Science fiction is science fiction, and scientific endeavour is founded on one basic principle: given time and study, given logic, curiosity and empirical investigation, we can figure it out. We can find out what makes it go. We can reverse-engineer the secrets of the universe.
By contrast, Weir gloats:
Did you really think you could destroy this ship? She’s defied space and time. She’s been to a place you couldn’t possibly imagine.
Another character describes the ship’s destination as somewhere “beyond scientific reality”, “hell”. These are not the words of a scientist; they are the words of a priest. Event Horizon invokes the inexplicable supernatural and thereby becomes fantasy. Its moral is the moral of Babel or Icarus: who are we, mere mortals, to touch the sky?

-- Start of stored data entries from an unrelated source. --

//! Listed goods.

use std::cmp::Ordering;
use std::fmt;
use std::hash::{Hash, Hasher};

use serde::{Deserialize, Serialize};

use super::{cmp_titles, fold_title, Price};

/// A book listed for sale
///
/// Items are immutable once built. Two items are equal when their titles
/// match ignoring case and their course code and seller match exactly;
/// price does not take part in identity.
#[derive(Debug, Clone, Serialize, Deserialize)]
pub struct Item {
    title: String,
    course_code: String,
    price: Price,
    seller: String,
}

impl Item {
    /// Create a new item
    pub fn new(
        title: impl Into<String>,
        course_code: impl Into<String>,
        price: Price,
        seller: impl Into<String>,
    ) -> Self {
        Self {
            title: title.into(),
            course_code: course_code.into(),
            price,
            seller: seller.into(),
        }
    }

    /// Title as listed
    pub fn title(&self) -> &str {
        &self.title
    }

    /// Course the book is used in
    pub fn course_code(&self) -> &str {
        &self.course_code
    }

    /// Asking price
    pub fn price(&self) -> Price {
        self.price
    }

    /// Seller name
    pub fn seller(&self) -> &str {
        &self.seller
    }

    /// Case-folded title used as the lookup key
    pub fn title_key(&self) -> String {
        fold_title(&self.title)
    }

    /// Compare titles ignoring case
    pub fn cmp_title(&self, other: &Item) -> Ordering {
        cmp_titles(&self.title, &other.title)
    }
}

impl PartialEq for Item {
    fn eq(&self, other: &Self) -> bool {
        self.cmp_title(other) == Ordering::Equal
            && self.course_code == other.course_code
            && self.seller == other.seller
    }
}

impl Eq for Item {}

impl Hash for Item {
    fn hash<H: Hasher>(&self, state: &mut H) {
        self.title_key().hash(state);
        self.course_code.hash(state);
        self.seller.hash(state);
    }
}

impl fmt::Display for Item {
    fn fmt(&self, f: &mut fmt::Formatter<'_>) -> fmt::Result {
        write!(
            f,
            "{} (${}) - Course: {}, Seller: {}",
            self.title, self.price, self.course_code, self.seller
        )
    }
}

#[cfg(test)]
mod tests {
    use super::*;
    use rust_decimal_macros::dec;

    #[test]
    fn test_accessors() {
        let item = Item::new("Intro to CS", "CS134", dec!(49.99), "Alice");
        assert_eq!(item.title(), "Intro to CS");
        assert_eq!(item.course_code(), "CS134");
        assert_eq!(item.price(), dec!(49.99));
        assert_eq!(item.seller(), "Alice");
        assert_eq!(item.title_key(), "intro to cs");
    }

    #[test]
    fn test_display() {
        let item = Item::new("Intro to CS", "CS134", dec!(49.99), "Alice");
        assert_eq!(
            item.to_string(),
            "Intro to CS ($49.99) - Course: CS134, Seller: Alice"
        );
    }

    #[test]
    fn test_structural_equality() {
        let a = Item::new("Calculus", "MATH101", dec!(20), "Xavier");
        let b = Item::new("CALCULUS", "MATH101", dec!(35), "Xavier");
        let c = Item::new("Calculus", "MATH101", dec!(20), "Yolanda");
        let d = Item::new("Calculus", "MATH102", dec!(20), "Xavier");

        assert_eq!(a, b); // title case and price ignored
        assert_ne!(a, c);
        assert_ne!(a, d);
    }

    #[test]
    fn test_cmp_title() {
        let a = Item::new("Data Structures", "CS136", dec!(39.99), "Bob");
        let b = Item::new("intro to CS", "CS134", dec!(49.99), "Alice");
        assert_eq!(a.cmp_title(&b), Ordering::Less);
    }

    #[test]
    fn test_serde_price_as_string() {
        let item = Item::new("Algorithms", "CS101", dec!(49.99), "Alice");
        let json = serde_json::to_value(&item).unwrap();
        assert_eq!(json["price"], "49.99");
        assert_eq!(json["course_code"], "CS101");

        let back: Item = serde_json::from_value(json).unwrap();
        assert_eq!(back, item);
        assert_eq!(back.price(), dec!(49.99));
    }
}
//! Error types for the book-exchange crate.
//!
//! The core data structures never fail on ordinary misses or duplicates;
//! those are reported through `bool` and `Option` returns. The variants
//! here cover input validation at the [`Exchange`](crate::Exchange)
//! boundary, snapshot encoding/decoding, and configuration.

use thiserror::Error;

/// The main error type for this crate
#[derive(Debug, Error)]
pub enum Error {
    /// Filesystem or stream error while reading or writing a snapshot
    #[error("I/O error: {0}")]
    Io(#[from] std::io::Error),

    /// User-supplied field failed validation
    #[error("Invalid {field}: {reason}")]
    InvalidInput {
        /// Name of the offending field
        field: &'static str,
        /// Why the value was rejected
        reason: String,
    },

    /// Snapshot line could not be decoded into an item
    #[error("Malformed record on line {line}: {reason}")]
    MalformedRecord {
        /// 1-based line number (0 when decoding a standalone line)
        line: usize,
        /// Why the line was rejected
        reason: String,
    },

    /// Item field cannot be represented in the line format
    #[error("Cannot encode {field}: contains a comma or line break")]
    Unencodable {
        /// Name of the offending field
        field: &'static str,
    },

    /// Invalid configuration (bad environment value, inverted range)
    #[error("Configuration error: {0}")]
    Config(String),
}

impl Error {
    pub(crate) fn invalid(field: &'static str, reason: impl Into<String>) -> Self {
        Error::InvalidInput {
            field,
            reason: reason.into(),
        }
    }

    pub(crate) fn malformed(line: usize, reason: impl Into<String>) -> Self {
        Error::MalformedRecord {
            line,
            reason: reason.into(),
        }
    }

    /// Check if this error was caused by user input rather than I/O
    pub fn is_user_error(&self) -> bool {
        matches!(self, Error::InvalidInput { .. } | Error::Unencodable { .. })
    }
}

Sunshine, written by Alex Garland (28 Days Later) and directed by Danny Boyle (Trainspotting), is a significantly better film, though its science is almost as dubious and it echoes its predecessor’s painful tumble into creature-feature horror. A team of astronauts are sent aboard the ship Icarus II to reignite our dying sun with a nuclear device, but events take a turn for the Horizon when they discover the Icarus I, thought lost seven years earlier when it failed in the same mission, intact but apparently abandoned.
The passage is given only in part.